use async_trait::async_trait;
use gym_core::model::{PracticeSession, Question, QuestionId, SessionId, UserId};
use std::collections::HashMap;
use std::sync::{Arc, Mutex};
use thiserror::Error;

/// Errors surfaced by storage adapters.
#[derive(Debug, Error)]
#[non_exhaustive]
pub enum StorageError {
    #[error("conflict")]
    Conflict,

    #[error("connection error: {0}")]
    Connection(String),

    #[error("serialization error: {0}")]
    Serialization(String),
}

/// Repository contract for reference questions.
#[async_trait]
pub trait QuestionRepository: Send + Sync {
    /// Persist or update a question.
    ///
    /// # Errors
    ///
    /// Returns `StorageError` if the question cannot be stored.
    async fn upsert_question(&self, question: &Question) -> Result<(), StorageError>;

    /// Fetch a question by ID.
    ///
    /// # Errors
    ///
    /// Returns `StorageError` on backend failures.
    async fn get_question(&self, id: &QuestionId) -> Result<Option<Question>, StorageError>;

    /// All questions, ordered by id.
    ///
    /// # Errors
    ///
    /// Returns `StorageError` on backend failures.
    async fn list_questions(&self) -> Result<Vec<Question>, StorageError>;
}

/// Repository contract for practice sessions.
///
/// Sessions are created and updated here but never deleted.
#[async_trait]
pub trait PracticeSessionRepository: Send + Sync {
    /// Persist or update a session.
    ///
    /// # Errors
    ///
    /// Returns `StorageError::Conflict` if the id already belongs to another user.
    async fn upsert_session(&self, session: &PracticeSession) -> Result<(), StorageError>;

    /// Fetch a session by ID.
    ///
    /// # Errors
    ///
    /// Returns `StorageError` on backend failures.
    async fn get_session(&self, id: &SessionId) -> Result<Option<PracticeSession>, StorageError>;

    /// A user's sessions, newest first by `created_at`.
    ///
    /// # Errors
    ///
    /// Returns `StorageError` on backend failures.
    async fn list_sessions_for_user(
        &self,
        user_id: &UserId,
    ) -> Result<Vec<PracticeSession>, StorageError>;
}

/// Simple in-memory repository implementation for testing and prototyping.
#[derive(Clone, Default)]
pub struct InMemoryRepository {
    questions: Arc<Mutex<HashMap<QuestionId, Question>>>,
    sessions: Arc<Mutex<HashMap<SessionId, PracticeSession>>>,
}

impl InMemoryRepository {
    #[must_use]
    pub fn new() -> Self {
        Self {
            questions: Arc::new(Mutex::new(HashMap::new())),
            sessions: Arc::new(Mutex::new(HashMap::new())),
        }
    }
}

#[async_trait]
impl QuestionRepository for InMemoryRepository {
    async fn upsert_question(&self, question: &Question) -> Result<(), StorageError> {
        let mut guard = self
            .questions
            .lock()
            .map_err(|e| StorageError::Connection(e.to_string()))?;
        guard.insert(question.id().clone(), question.clone());
        Ok(())
    }

    async fn get_question(&self, id: &QuestionId) -> Result<Option<Question>, StorageError> {
        let guard = self
            .questions
            .lock()
            .map_err(|e| StorageError::Connection(e.to_string()))?;
        Ok(guard.get(id).cloned())
    }

    async fn list_questions(&self) -> Result<Vec<Question>, StorageError> {
        let guard = self
            .questions
            .lock()
            .map_err(|e| StorageError::Connection(e.to_string()))?;
        let mut out: Vec<Question> = guard.values().cloned().collect();
        out.sort_by(|a, b| a.id().cmp(b.id()));
        Ok(out)
    }
}

#[async_trait]
impl PracticeSessionRepository for InMemoryRepository {
    async fn upsert_session(&self, session: &PracticeSession) -> Result<(), StorageError> {
        let mut guard = self
            .sessions
            .lock()
            .map_err(|e| StorageError::Connection(e.to_string()))?;
        if let Some(existing) = guard.get(session.id()) {
            if existing.user_id() != session.user_id() {
                return Err(StorageError::Conflict);
            }
        }
        guard.insert(session.id().clone(), session.clone());
        Ok(())
    }

    async fn get_session(&self, id: &SessionId) -> Result<Option<PracticeSession>, StorageError> {
        let guard = self
            .sessions
            .lock()
            .map_err(|e| StorageError::Connection(e.to_string()))?;
        Ok(guard.get(id).cloned())
    }

    async fn list_sessions_for_user(
        &self,
        user_id: &UserId,
    ) -> Result<Vec<PracticeSession>, StorageError> {
        let guard = self
            .sessions
            .lock()
            .map_err(|e| StorageError::Connection(e.to_string()))?;
        let mut out: Vec<PracticeSession> = guard
            .values()
            .filter(|s| s.user_id() == user_id)
            .cloned()
            .collect();
        out.sort_by(|a, b| {
            b.created_at()
                .cmp(&a.created_at())
                .then_with(|| b.id().cmp(a.id()))
        });
        Ok(out)
    }
}

/// Aggregates question and session repositories behind trait objects for easy backend swapping.
#[derive(Clone)]
pub struct Storage {
    pub questions: Arc<dyn QuestionRepository>,
    pub sessions: Arc<dyn PracticeSessionRepository>,
}

impl Storage {
    #[must_use]
    pub fn in_memory() -> Self {
        let repo = InMemoryRepository::new();
        let questions: Arc<dyn QuestionRepository> = Arc::new(repo.clone());
        let sessions: Arc<dyn PracticeSessionRepository> = Arc::new(repo);
        Self {
            questions,
            sessions,
        }
    }
}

EXERCISE DESCRIPTION> Could you return all lines from the data above that contain the string "insert"?

TASK OUTPUT>
        guard.insert(question.id().clone(), question.clone());
        guard.insert(session.id().clone(), session.clone());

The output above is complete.